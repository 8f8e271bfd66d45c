//! Error types for catalog sync operations.

use std::io;
use std::path::PathBuf;
use thiserror::Error;

/// Errors that can occur while mirroring the catalog.
#[derive(Error, Debug)]
pub enum SyncError {
    /// Transport-level failure (DNS, connect, reset, timeout, truncated body).
    #[error("Network error requesting {url}: {source}")]
    NetworkError {
        url: String,
        #[source]
        source: reqwest::Error,
    },

    /// The stage listing answered with a non-success status.
    #[error("Catalog unavailable: {url} returned HTTP {status}")]
    CatalogUnavailable {
        url: String,
        status: reqwest::StatusCode,
    },

    /// The server answered with a non-success status.
    #[error("Request to {url} failed with HTTP {status}")]
    HttpError {
        url: String,
        status: reqwest::StatusCode,
    },

    /// The response body was not the JSON shape we expect.
    #[error("Malformed response from {url}: {reason}")]
    MalformedResponse { url: String, reason: String },

    /// A file-content response carried no `content` payload.
    #[error("No 'content' field found in response for {url}")]
    ContentFieldMissing { url: String },

    /// Directory creation, read or write failure in the mirror.
    #[error("Filesystem error at {}: {source}", .path.display())]
    FilesystemError {
        path: PathBuf,
        #[source]
        source: io::Error,
    },

    /// A server-supplied name cannot be used as a single path component.
    #[error("Refusing to use {0:?} as a path component")]
    UnsafePathComponent(String),

    /// HTTP client construction error.
    #[error(transparent)]
    ReqwestError(#[from] reqwest::Error),

    /// JSON serialization error.
    #[error(transparent)]
    SerdeJsonError(#[from] serde_json::Error),
}

impl SyncError {
    pub(crate) fn filesystem(path: impl Into<PathBuf>, source: io::Error) -> Self {
        SyncError::FilesystemError {
            path: path.into(),
            source,
        }
    }
}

* * *

**EXERCISE INSTRUCTIONS:**
Determine how many lines of the data above contain the string "reason", and answer with the number only.

**PROBLEM SOLUTION:**
2